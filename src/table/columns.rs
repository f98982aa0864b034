//! Conversion between column-oriented mappings and flat row-major data.

use indexmap::IndexMap;

/// Column name -> ordered cell values, in header order.
pub type ColumnMap = IndexMap<String, Vec<String>>;

/// Flatten `columns` into `(headers, data)`.
/// Short columns are padded with empty strings up to the longest one.
pub fn flatten(columns: &ColumnMap) -> (Vec<String>, Vec<String>) {
    let headers: Vec<String> = columns.keys().cloned().collect();
    let rows = columns.values().map(Vec::len).max().unwrap_or(0);

    let mut data = Vec::with_capacity(rows * headers.len());
    for r in 0..rows {
        for values in columns.values() {
            data.push(values.get(r).cloned().unwrap_or_default());
        }
    }

    (headers, data)
}

/// Inverse of [`flatten`] over the complete rows of `data`.
/// Duplicate headers collapse into one key, the rightmost column winning.
pub fn unflatten(headers: &[String], data: &[String]) -> ColumnMap {
    let mut columns = ColumnMap::new();
    if headers.is_empty() {
        return columns;
    }

    let rows: Vec<&[String]> = data.chunks_exact(headers.len()).collect();
    for (i, header) in headers.iter().enumerate() {
        let values = rows.iter().map(|row| row[i].clone()).collect();
        columns.insert(header.clone(), values);
    }

    columns
}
....
> Problem to work on:
Every record above should be output exactly.

> Completed task:
filename src/table/columns.rs
repository f98982aa0864b034
//! Conversion between column-oriented mappings and flat row-major data.

use indexmap::IndexMap;

/// Column name -> ordered cell values, in header order.
pub type ColumnMap = IndexMap<String, Vec<String>>;

/// Flatten `columns` into `(headers, data)`.
/// Short columns are padded with empty strings up to the longest one.
pub fn flatten(columns: &ColumnMap) -> (Vec<String>, Vec<String>) {
    let headers: Vec<String> = columns.keys().cloned().collect();
    let rows = columns.values().map(Vec::len).max().unwrap_or(0);

    let mut data = Vec::with_capacity(rows * headers.len());
    for r in 0..rows {
        for values in columns.values() {
            data.push(values.get(r).cloned().unwrap_or_default());
        }
    }

    (headers, data)
}

/// Inverse of [`flatten`] over the complete rows of `data`.
/// Duplicate headers collapse into one key, the rightmost column winning.
pub fn unflatten(headers: &[String], data: &[String]) -> ColumnMap {
    let mut columns = ColumnMap::new();
    if headers.is_empty() {
        return columns;
    }

    let rows: Vec<&[String]> = data.chunks_exact(headers.len()).collect();
    for (i, header) in headers.iter().enumerate() {
        let values = rows.iter().map(|row| row[i].clone()).collect();
        columns.insert(header.clone(), values);
    }

    columns
}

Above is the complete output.